« Avis. Pas ­d’arrière-salle ici pour les dames. »

Il existe un restaurant dans River Street à Hoboken, dans le New Jersey, en face des jetées et à quelques pâtés de maisons de la remise du Lackawanna Ferry, qui s’appelle My Blue Heaven Italian Restaurant. Un été, je revenais de Copenhague sur un cargo de Hog Island, la nourriture était mauvaise et, quand le cargo s’est finalement amarré à Hoboken, le premier endroit que j’ai vu où je pouvais manger était My Blue Heaven et j’y suis allé directement avec ma valise à la main. Je me suis assis et le serveur m’a tendu un menu, mais avant que j’aie commencé à lire, il m’a dit que le plat du jour était un risotto avec du calamari et qu’il me le recommandait. « C’est du riz, a-t-il dit, avec des calmars. » Je n’avais encore jamais alors mangé de risotto, et certainement pas de calmar, mais j’ai commandé le plat du jour, de façon impulsive, et j’ai trouvé ça extrêmement appétissant. Depuis ce jour, je suis assez souvent retourné à My Blue Heaven, si on pense que j’habite à Greenwich Village et que je dois prendre un ferry et traverser le fleuve pour y arriver, ce qui, bien sûr, est une partie du plaisir.
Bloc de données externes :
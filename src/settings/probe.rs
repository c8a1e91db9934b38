//! Generic probes over status-printing system tools.

use anyhow::{bail, Result};
use async_trait::async_trait;
use regex::Regex;
use std::sync::OnceLock;

use crate::registry::{Check, Remedy};
use crate::shim::{CommandRunner, Invocation};

/// A fixed command line, declared statically in the checklist.
#[derive(Debug, Clone, Copy)]
pub struct Probe {
    pub program: &'static str,
    pub args: &'static [&'static str],
    pub privileged: bool,
}

impl Probe {
    pub const fn new(program: &'static str, args: &'static [&'static str]) -> Self {
        Self {
            program,
            args,
            privileged: false,
        }
    }

    pub const fn root(program: &'static str, args: &'static [&'static str]) -> Self {
        Self {
            program,
            args,
            privileged: true,
        }
    }

    pub fn invocation(&self) -> Invocation {
        Invocation::new(self.program)
            .args(self.args.iter().copied())
            .privileged(self.privileged)
    }
}

fn switch_regex() -> &'static Regex {
    static RE: OnceLock<Regex> = OnceLock::new();
    RE.get_or_init(|| {
        Regex::new(r"(?i)\b(enabled|disabled|on|off)\b").expect("switch regex is valid")
    })
}

/// Read an on/off state from a tool's status line.
///
/// Handles the phrasing of `socketfilterfw`, `spctl`, `fdesetup`,
/// `systemsetup` and `csrutil`. The first state word wins, so
/// "FileVault is Off, but will be enabled after the next restart" is off.
pub fn parse_switch(text: &str) -> Option<bool> {
    let word = switch_regex().captures(text)?.get(1)?.as_str();
    match word.to_ascii_lowercase().as_str() {
        "enabled" | "on" => Some(true),
        "disabled" | "off" => Some(false),
        _ => None,
    }
}

/// Passes when the probe exits zero and reports the wanted state.
pub struct SwitchIs {
    pub probe: Probe,
    pub want: bool,
}

impl SwitchIs {
    pub const fn on(probe: Probe) -> Self {
        Self { probe, want: true }
    }

    pub const fn off(probe: Probe) -> Self {
        Self { probe, want: false }
    }
}

#[async_trait]
impl Check for SwitchIs {
    async fn check(&self, runner: &dyn CommandRunner) -> Result<bool> {
        let output = runner.run(&self.probe.invocation()).await?;
        if !output.success {
            return Ok(false);
        }
        // Some tools (spctl) print their status on stderr
        let state = parse_switch(&output.stdout).or_else(|| parse_switch(&output.stderr));
        Ok(state == Some(self.want))
    }

    fn privileged(&self) -> bool {
        self.probe.privileged
    }
}

/// Passes when the probe exits zero.
pub struct ExitsZero(pub Probe);

#[async_trait]
impl Check for ExitsZero {
    async fn check(&self, runner: &dyn CommandRunner) -> Result<bool> {
        runner.succeeds(&self.0.invocation()).await
    }

    fn privileged(&self) -> bool {
        self.0.privileged
    }
}

/// Runs each step in order, stopping at the first failure.
pub struct RunSteps(pub &'static [Probe]);

#[async_trait]
impl Remedy for RunSteps {
    async fn remediate(&self, runner: &dyn CommandRunner) -> Result<()> {
        for step in self.0 {
            let invocation = step.invocation();
            let output = runner.run(&invocation).await?;
            if !output.success {
                bail!("`{}` failed ({})", invocation, output.failure_summary());
            }
        }
        Ok(())
    }

    fn privileged(&self) -> bool {
        self.0.iter().any(|step| step.privileged)
    }
}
J’ai fini par connaître les gens qui gèrent l’endroit et quelques-uns des habitués. (Je n’ai jamais posé de questions sur le nom, et je suppose que c’est parce que je sens qu’il y a là quelque chose de sentimental ou même de mignon, et j’ai une si bonne opinion de l’endroit et des personnes qui y travaillent que je préfère ne pas savoir.)
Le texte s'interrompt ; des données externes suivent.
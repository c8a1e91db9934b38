//! Integration tests for command dispatch and exit codes.
//!
//! Guarantees tested:
//! - help, usage and no arguments print usage and exit 0
//! - Unrecognized commands exit 1
//! - Bad indices are rejected (exit 1) before anything touches the host
//! - Config errors are operational failures (exit 10)
//! - On non-macOS hosts, list/audit/fix stop at the platform check (exit 1)

mod common;

use common::*;

#[test]
fn test_no_arguments_prints_usage() {
    let project = TestProject::new();
    let output = project.run_lockdown_ok(&[]);
    assert_stdout_contains(&output, "Usage: lockdown");
    assert_stdout_contains(&output, "fix-force");
}

#[test]
fn test_help_and_usage_commands() {
    let project = TestProject::new();
    for command in ["help", "usage"] {
        let output = project.run_lockdown_ok(&[command]);
        assert_stdout_contains(&output, "Usage: lockdown");
    }
}

#[test]
fn test_help_ignores_broken_config() {
    let project = TestProject::with_config("this is not toml [");
    project.run_lockdown_ok(&["help"]);
}

#[test]
fn test_help_flag() {
    let project = TestProject::new();
    let output = project.run_lockdown_ok(&["--help"]);
    assert_stdout_contains(&output, "Commands:");
    assert_stdout_contains(&output, "audit");
}

#[test]
fn test_version_flag() {
    let project = TestProject::new();
    let output = project.run_lockdown_ok(&["--version"]);
    assert_stdout_contains(&output, env!("CARGO_PKG_VERSION"));
}

#[test]
fn test_unknown_command_exits_1() {
    let project = TestProject::new();
    let output = project.run_lockdown_fails(&["frobnicate"], 1);
    assert_stderr_contains(&output, "frobnicate");
}

#[test]
fn test_out_of_range_index_exits_1() {
    let project = TestProject::new();
    let output = project.run_lockdown_fails(&["audit", "99"], 1);
    assert_stderr_contains(&output, "Index 99 is out of range");
    assert_stderr_contains(&output, "lockdown list");
}

#[test]
fn test_negative_index_exits_1() {
    let project = TestProject::new();
    let output = project.run_lockdown_fails(&["audit", "-1"], 1);
    assert_stderr_contains(&output, "out of range");
}

#[test]
fn test_non_numeric_index_exits_1() {
    let project = TestProject::new();
    let output = project.run_lockdown_fails(&["fix", "abc"], 1);
    assert_stderr_contains(&output, "not a valid index");
}

#[test]
fn test_bad_fix_index_is_rejected_before_prompting() {
    let project = TestProject::new();
    let output = project.run_lockdown_fails(&["fix-force", "16"], 1);
    assert_stderr_contains(&output, "out of range");
    assert!(!stdout(&output).contains("Aborted"));
}

#[test]
fn test_missing_explicit_config_exits_10() {
    let project = TestProject::new();
    let output = project.run_lockdown_fails(&["--config", "nope.toml", "list"], 10);
    assert_stderr_contains(&output, "Config file not found");
}

#[test]
fn test_unknown_skip_name_exits_10() {
    let project = TestProject::with_config("[settings]\nskip = [\"enable_telepathy\"]\n");
    let output = project.run_lockdown_fails(&["audit"], 10);
    assert_stderr_contains(&output, "enable_telepathy");
}

#[test]
fn test_unparseable_config_exits_10() {
    let project = TestProject::with_config("[preconditions]\nsupported_versions = \"fourteen\"\n");
    let output = project.run_lockdown_fails(&["audit"], 10);
    assert_stderr_contains(&output, "Failed to parse");
}

#[cfg(not(target_os = "macos"))]
mod non_macos {
    use super::*;

    #[test]
    fn test_list_requires_macos() {
        let project = TestProject::new();
        let output = project.run_lockdown_fails(&["list"], 1);
        assert_stderr_contains(&output, "requires macOS");
    }

    #[test]
    fn test_audit_requires_macos() {
        let project = TestProject::new();
        let output = project.run_lockdown_fails(&["audit", "0"], 1);
        assert_stderr_contains(&output, "requires macOS");
    }

    #[test]
    fn test_fix_force_requires_macos() {
        let project = TestProject::new();
        let output = project.run_lockdown_fails(&["fix-force"], 1);
        assert_stderr_contains(&output, "requires macOS");
    }
}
Un dimanche, il n’y a pas longtemps, je me suis réveillé au milieu de la matinée. C’était une très belle journée et j’ai décidé de prendre le ferry pour Hoboken et de déjeuner à My Blue Heaven.

Quand j’y suis arrivé, vers midi, Paulie, le barman, polissait paresseusement des verres. Un commissaire des docks grincheux du nom de Chris, qui traîne souvent là-bas, était assis à une table à l’avant, buvait une bière hollandaise et lisait un journal du dimanche de Newark. Udo, le cuisinier, et Vinnie, un serveur, étaient assis à une table à l’arrière, en face de la porte de la cuisine. Udo buvait du café et Vinnie nourrissait le chat de la cuisine avec des saucisses de foie du buffet gratuit. Je me suis assis avec Chris. Pendant que je déjeunais,...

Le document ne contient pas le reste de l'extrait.